Unter »Feinden« verstehen unsere Weisen nicht nur einen physischen Feind, sondern vor allem das, was auch gern mit dem unschönen Wort »innerer Schweinehund« bezeichnet wird. Der Jezer haRa, der böse Trieb, gegen den wir täglich »in den Krieg ziehen«, lauert überall: Ein unvorsichtiges, unüberlegt ausgesprochenes böses Wort hier, ein schlechter, unkontrollierter Gedanke dort. Das jüdische Denken zeigt uns, was wir lernen müssen, um uns gegen den Jezer haRa zu verteidigen und nicht etwa permanent je nach Laune zu handeln. Ein besonders beliebter Trick des Jezer haRa ist seine Tarnung: Nicht immer merken wir, dass sich der böse Trieb hinter scheinbar harmlosem Verhalten versteckt. Normalerweise erkennen wir das Böse daran, dass es uns dazu bewegen möchte, etwas Verbotenes und Unmoralisches zu tun.
Faulheit Doch auch das Nichtstun, die Faulheit, ist eine Form des Bösen. Wir könnten so viel in unserem Leben erreichen, unsere Welt, die Gesellschaft, die Familie oder wenigstens uns selbst zu verbessern, würde uns nicht immer wieder zugeflüstert werden: »Ruhe dich ein wenig aus, sonst bist du müde! Mach noch ein wenig Shopping, sonst hast du doch nicht genug Kleidung! Geh ins Kino, sonst verpasst du gute Unterhaltung! Morgen ist doch auch noch ein Tag.«
Dagegen zu kämpfen, befiehlt uns die Tora: »Höret, Israeliten, ihr rückt heute gegen eure Feinde zur Schlacht heran, euer Herz soll nicht verzagen, fürchtet euch nicht, zittert nicht und erschreckt nicht vor ihnen, denn der Ewige, euer Gott ist es, der mit euch zieht« (5. Buch Moses 20,2). Wir sollen energisch in die Schlacht gegen den bösen Trieb ziehen und bewusst auf Unnötiges und Unwichtiges verzichten.

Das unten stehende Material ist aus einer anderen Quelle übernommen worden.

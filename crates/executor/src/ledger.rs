use crate::error::ExecutorError;
use core_types::{Order, Trade};
use tokio::sync::Mutex;
use uuid::Uuid;

/// Append-only record of executed trades.
#[derive(Debug, Default)]
pub struct TradeLedger {
    trades: Mutex<Vec<Trade>>,
}

impl TradeLedger {
    pub fn new() -> Self {
        Self::default()
    }

    /// Appends the trade for an order that has just been marked executed.
    pub async fn record(&self, order: &Order) -> Result<Trade, ExecutorError> {
        let trade = Trade::from_executed(order)?;
        self.trades.lock().await.push(trade.clone());
        tracing::info!(
            trade_id = %trade.id,
            order_id = %trade.order_id,
            user_id = %trade.user_id,
            symbol = %trade.symbol,
            side = %trade.side,
            quantity = trade.quantity,
            price = %trade.price,
            "Trade recorded."
        );
        Ok(trade)
    }

    /// Every trade of `user_id`, oldest first.
    pub async fn list_by_user(&self, user_id: &str) -> Vec<Trade> {
        self.trades
            .lock()
            .await
            .iter()
            .filter(|t| t.user_id == user_id)
            .cloned()
            .collect()
    }

    pub async fn get(&self, trade_id: Uuid) -> Result<Trade, ExecutorError> {
        self.trades
            .lock()
            .await
            .iter()
            .find(|t| t.id == trade_id)
            .cloned()
            .ok_or(ExecutorError::TradeNotFound(trade_id))
    }

    /// Trades recorded for a given order; at most one for any order.
    pub async fn find_by_order(&self, order_id: Uuid) -> Option<Trade> {
        self.trades
            .lock()
            .await
            .iter()
            .find(|t| t.order_id == order_id)
            .cloned()
    }
}

#[cfg(test)]
mod tests {
    use super::*;
    use chrono::Utc;
    use core_types::{OrderRequest, OrderSide};
    use rust_decimal_macros::dec;

    fn executed(user: &str, symbol: &str) -> Order {
        let request = OrderRequest::market(symbol, "NSE", OrderSide::Buy, 3);
        let mut order = Order::new(request.validate().unwrap(), user);
        order.place().unwrap();
        order.execute(dec!(42.5), Utc::now()).unwrap();
        order
    }

    #[tokio::test]
    async fn records_trade_mirroring_the_order() {
        let ledger = TradeLedger::new();
        let order = executed("alice", "TCS");
        let trade = ledger.record(&order).await.unwrap();

        assert_eq!(trade.order_id, order.id);
        assert_eq!(trade.quantity, 3);
        assert_eq!(trade.price, dec!(42.5));
        assert_eq!(Some(trade.executed_at), order.executed_at);
        assert_eq!(ledger.get(trade.id).await.unwrap(), trade);
        assert_eq!(ledger.find_by_order(order.id).await, Some(trade));
    }

    #[tokio::test]
    async fn list_by_user_preserves_insertion_order() {
        let ledger = TradeLedger::new();
        let first = ledger.record(&executed("alice", "TCS")).await.unwrap();
        ledger.record(&executed("bob", "TCS")).await.unwrap();
        let second = ledger.record(&executed("alice", "INFY")).await.unwrap();

        let ids: Vec<_> = ledger
            .list_by_user("alice")
            .await
            .into_iter()
            .map(|t| t.id)
            .collect();
        assert_eq!(ids, vec![first.id, second.id]);
    }

    #[tokio::test]
    async fn refuses_unexecuted_orders_and_unknown_ids() {
        let ledger = TradeLedger::new();
        let request = OrderRequest::market("TCS", "NSE", OrderSide::Buy, 1);
        let pending = Order::new(request.validate().unwrap(), "alice");

        assert!(matches!(
            ledger.record(&pending).await,
            Err(ExecutorError::Core(_))
        ));
        let missing = Uuid::new_v4();
        assert_eq!(
            ledger.get(missing).await,
            Err(ExecutorError::TradeNotFound(missing))
        );
    }
}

Wir sollen immer daran denken, dafür »Richter und Beamte« vor unsere Tore zu stellen, um unseren Rücken zu decken und Soldaten in die Offensive zu schicken, um gegen den inneren Widersacher zu kämpfen. Die Tora weist uns den Weg zur richtigen Kriegsführung. Wenn wir uns an diese Weisungen halten, ist der Sieg uns sicher.
Der Autor ist Rabbinatsstudent an der Jeschiwa »Beis Zion« in Berlin.